Петербуржцы и питерцы
Автор: Андрей СтоляровВ связи с дискуссией вокруг моего поста, посвященного терминам «Питер» и «Петербург», хочу напомнить следующее.
Около ста лет назад, художник Мстислав Добужинский, заполняя одну из анкет, в графе «национальность» указал – «петербуржец». И он был совершенно прав. В конце XIX века стало очевидным, что в Петербурге сложился какой-то особый тип людей, отличающийся от остальных россиян. Действительно что-то вроде национальности – «петербуржцы». Причем именно петербуржцы, а вовсе не питерцы, как иногда говорят. Питерцы – это крестьяне, которые приходили в город на заработки. Коренным населением Петербурга они не считались.
Отличительные черты петербуржцев – интеллигентность, образованность, интеллектуализм, стремление не к бытовым преференциям, а к идеалу. Хотя замечу, что уже первое качество подразумевает и остальные.
Так вот, далее была первая мировая война, Октябрьская революция, гражданская война, перепахавшие всю страну. Петербург опустел. Собственно петербуржцев в нем практически не осталось. Кто погиб, кто умер, кто исчез в эмиграции. В Гостином дворе, в проходе под арками, росла трава. Пришли солдаты с фронта, пришли крестьяне из окрестных деревень, которые стали рабочими. Абсолютно новые люди. И вот уже к середине 1930-х гг., всего через 15 лет, снова начали говорить, что петербуржцы (тогда – ленинградцы) – это особый народ, чем-то они отличаются от других советских людей.
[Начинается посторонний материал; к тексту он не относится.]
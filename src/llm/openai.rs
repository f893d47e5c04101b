//! OpenAI-compatible `chat/completions` client.

use std::time::Duration;

use async_trait::async_trait;
use secrecy::{ExposeSecret, SecretString};
use serde::{Deserialize, Serialize};
use tracing::debug;

use crate::error::LlmError;

use super::http::{build_client, check_status, transport_error};
use super::provider::{CompletionRequest, CompletionResponse, FinishReason, LlmProvider, Role};

pub const DEFAULT_OPENAI_URL: &str = "https://api.openai.com/v1";

const PROVIDER: &str = "openai";

/// Provider for any endpoint speaking the OpenAI chat completions protocol.
pub struct OpenAiProvider {
    client: reqwest::Client,
    base_url: String,
    api_key: SecretString,
    model: String,
}

impl OpenAiProvider {
    pub fn new(
        api_key: SecretString,
        model: impl Into<String>,
        base_url: Option<String>,
        timeout: Duration,
    ) -> Result<Self, LlmError> {
        Ok(Self {
            client: build_client(PROVIDER, timeout)?,
            base_url: base_url.unwrap_or_else(|| DEFAULT_OPENAI_URL.to_string()),
            api_key,
            model: model.into(),
        })
    }
}

#[async_trait]
impl LlmProvider for OpenAiProvider {
    fn model_name(&self) -> &str {
        &self.model
    }

    async fn complete(&self, request: CompletionRequest) -> Result<CompletionResponse, LlmError> {
        let url = format!("{}/chat/completions", self.base_url.trim_end_matches('/'));
        let body = ChatRequest {
            model: &self.model,
            messages: request
                .messages
                .iter()
                .map(|m| WireMessage {
                    role: m.role,
                    content: &m.content,
                })
                .collect(),
            max_tokens: request.max_tokens,
            temperature: request.temperature,
        };
        debug!(model = %self.model, messages = body.messages.len(), "Sending chat completion");

        let response = self
            .client
            .post(&url)
            .bearer_auth(self.api_key.expose_secret())
            .json(&body)
            .send()
            .await
            .map_err(|e| transport_error(PROVIDER, e))?;
        let response = check_status(PROVIDER, response).await?;

        let parsed: ChatResponse = response.json().await.map_err(|e| LlmError::InvalidResponse {
            provider: PROVIDER.to_string(),
            reason: e.to_string(),
        })?;

        let choice = parsed
            .choices
            .into_iter()
            .next()
            .ok_or_else(|| LlmError::InvalidResponse {
                provider: PROVIDER.to_string(),
                reason: "response contained no choices".to_string(),
            })?;

        let content = choice.message.content.unwrap_or_default();
        if content.trim().is_empty() {
            return Err(LlmError::InvalidResponse {
                provider: PROVIDER.to_string(),
                reason: "empty message content".to_string(),
            });
        }

        let finish_reason = match choice.finish_reason.as_deref() {
            Some("stop") => FinishReason::Stop,
            Some("length") => FinishReason::Length,
            Some("content_filter") => FinishReason::ContentFilter,
            _ => FinishReason::Unknown,
        };

        let (input_tokens, output_tokens) = parsed
            .usage
            .map(|u| (u.prompt_tokens, u.completion_tokens))
            .unwrap_or_default();

        Ok(CompletionResponse {
            content,
            input_tokens,
            output_tokens,
            finish_reason,
        })
    }
}

#[derive(Debug, Serialize)]
struct ChatRequest<'a> {
    model: &'a str,
    messages: Vec<WireMessage<'a>>,
    #[serde(skip_serializing_if = "Option::is_none")]
    max_tokens: Option<u32>,
    #[serde(skip_serializing_if = "Option::is_none")]
    temperature: Option<f32>,
}

#[derive(Debug, Serialize)]
struct WireMessage<'a> {
    role: Role,
    content: &'a str,
}

#[derive(Debug, Deserialize)]
struct ChatResponse {
    #[serde(default)]
    choices: Vec<Choice>,
    #[serde(default)]
    usage: Option<Usage>,
}

#[derive(Debug, Deserialize)]
struct Choice {
    message: ChoiceMessage,
    #[serde(default)]
    finish_reason: Option<String>,
}

#[derive(Debug, Deserialize)]
struct ChoiceMessage {
    #[serde(default)]
    content: Option<String>,
}

#[derive(Debug, Deserialize)]
struct Usage {
    #[serde(default)]
    prompt_tokens: u32,
    #[serde(default)]
    completion_tokens: u32,
}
Затем была Великая отечественная война, блокада. Вновь коренное население Петербурга почти полностью исчезло. В послевоенное время в город снова пришли солдаты, крестьяне, рабочие. И опять – уже в 1960-х гг., стало ясно, что сложилась некая культурная общность «ленинградцы» (или все-таки «петербуржцы»), которую было легко опознать.
То есть, раз за разом Санкт-Петербург магической силой своей создавал особую национальность – тех людей, в которых сразу же ощущался специфический петербургский акцент.
Конечно, сейчас петербуржцы в Санкт-Петербурге почти исчезли: глобальная современность нивелирует локальности культуры, отклоняющиеся от среднего. Но все же они, по-моему, есть. Я таких людей, петербуржцев, и знал, и знаю. И вполне возможно, что эта «национальность» вновь возникнет из небытия – магия Петербурга в очередной раз окажется сильней механического усреднения.